Improves the Condition of your Whole Body

Yoga has a subtle impact over your body. Over time, your joints may regenerate more quickly because they are being used to their full range; this can relieve chronic pain or stiffness. Your core will be stronger, which helps your posture and breathing — things you will notice right away in your daily life.

Teaches you How to Control your Breathing Better

One of the main things yoga focuses on is breathing. It’s surprising how much a correct breathing technique can improve your well-being; it enhances any other sport you are practising and sharpens your mind-body connection. It truly can shift your mood and relieve stress and negativity.

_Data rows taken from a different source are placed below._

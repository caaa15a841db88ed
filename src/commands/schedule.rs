use clap::{Args, Subcommand};
use eldirecto_core::ordering::group_by_branch;
use eldirecto_core::{BranchRef, Direction, MoveOutcome, ScheduleEntry};

use super::{confirm, find, load_store, print_save, OutputFormat};
use crate::config::Config;

#[derive(Args)]
pub struct ScheduleCommand {
    #[command(subcommand)]
    pub command: ScheduleSubcommand,
}

#[derive(Subcommand)]
pub enum ScheduleSubcommand {
    /// Show opening hours grouped by branch
    List {
        /// Output format
        #[arg(long, short, value_enum, default_value = "text")]
        format: OutputFormat,
    },

    /// Add a row at the end of a branch's schedule
    Add {
        /// Branch id
        #[arg(long)]
        branch_id: String,

        /// Branch display name
        #[arg(long)]
        branch_name: String,

        /// Day label, e.g. "Lunes a Viernes"
        day: String,

        /// Hours, e.g. "07:00 - 18:00"
        hours: String,
    },

    /// Edit a schedule row
    Edit {
        /// Row id (or unique prefix)
        id: String,

        #[arg(long)]
        day: Option<String>,

        #[arg(long)]
        hours: Option<String>,
    },

    /// Move a row one position within its branch
    Move {
        /// Row id (or unique prefix)
        id: String,

        /// up or down
        direction: Direction,
    },

    /// Delete a schedule row
    Delete {
        /// Row id (or unique prefix)
        id: String,

        /// Skip confirmation prompt
        #[arg(long, short)]
        force: bool,
    },
}

fn print_schedule(entries: &[ScheduleEntry]) {
    let branches = group_by_branch(entries);
    if branches.is_empty() {
        println!("No schedule rows");
        return;
    }
    for branch in branches {
        println!("{}", branch.branch.name);
        for entry in &branch.entries {
            let short_id = entry.id.get(..8).unwrap_or(&entry.id);
            println!("  {}  [{}]", entry, short_id);
        }
        println!();
    }
}

impl ScheduleCommand {
    pub async fn run(&self, config: &Config) -> Result<(), Box<dyn std::error::Error>> {
        let mut store = load_store(config).await?;

        match &self.command {
            ScheduleSubcommand::List { format } => {
                let entries = store.working::<ScheduleEntry>();
                match format {
                    OutputFormat::Json => {
                        println!("{}", serde_json::to_string_pretty(entries)?)
                    }
                    OutputFormat::Text => print_schedule(entries),
                }
                Ok(())
            }

            ScheduleSubcommand::Add {
                branch_id,
                branch_name,
                day,
                hours,
            } => {
                if day.trim().is_empty() {
                    return Err("Day label cannot be empty".into());
                }
                let branch = BranchRef::new(branch_id.trim(), branch_name.trim());
                store.append(ScheduleEntry::new(branch, day.trim(), hours.trim()))?;

                print_save(store.save::<ScheduleEntry>().await?);
                print_schedule(store.working::<ScheduleEntry>());
                Ok(())
            }

            ScheduleSubcommand::Edit { id, day, hours } => {
                let mut entry = find(store.working::<ScheduleEntry>(), id)?.clone();
                if let Some(day) = day {
                    entry.day_label = day.trim().to_string();
                }
                if let Some(hours) = hours {
                    entry.hours_text = hours.trim().to_string();
                }

                store.stage(entry)?;
                print_save(store.save::<ScheduleEntry>().await?);
                Ok(())
            }

            ScheduleSubcommand::Move { id, direction } => {
                let entry = find(store.working::<ScheduleEntry>(), id)?.clone();
                match store
                    .move_record::<ScheduleEntry>(&entry.id, *direction)
                    .await?
                {
                    MoveOutcome::Unchanged => println!(
                        "'{}' is already {} in {}.",
                        entry.day_label,
                        match direction {
                            Direction::Up => "first",
                            Direction::Down => "last",
                        },
                        entry.branch.name
                    ),
                    MoveOutcome::Moved(entries) => print_schedule(&entries),
                }
                Ok(())
            }

            ScheduleSubcommand::Delete { id, force } => {
                let entry = find(store.working::<ScheduleEntry>(), id)?.clone();
                let prompt = format!(
                    "Delete '{}' from {}?",
                    entry.day_label, entry.branch.name
                );
                if !force && !confirm(&prompt)? {
                    println!("Deletion cancelled.");
                    return Ok(());
                }

                store.delete::<ScheduleEntry>(&entry.id).await?;
                println!("Deleted {} row: {}", entry.branch.name, entry.day_label);
                Ok(())
            }
        }
    }
}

Helps you Relax and Unwind

If anything sets yoga apart from many other physical activities, is the way it nurtures and trains your mind as it strengthens your body. During the poses, you learn to concentrate on each movement and focus on your breathing. This process keeps you in the present and eliminates possible distractions, so it can be an invaluable method to apply outside the yoga studio. These techniques can improve your sleep, your productivity at work and even your personal relationships.

It’s easy to see why yoga can become a way of life for some people. It’s a practice that adapts to your life as it nurtures new and healthy habits into becoming your second nature. Its effects are often subtle and achieved over time, but it won’t take long until you fall in love with it.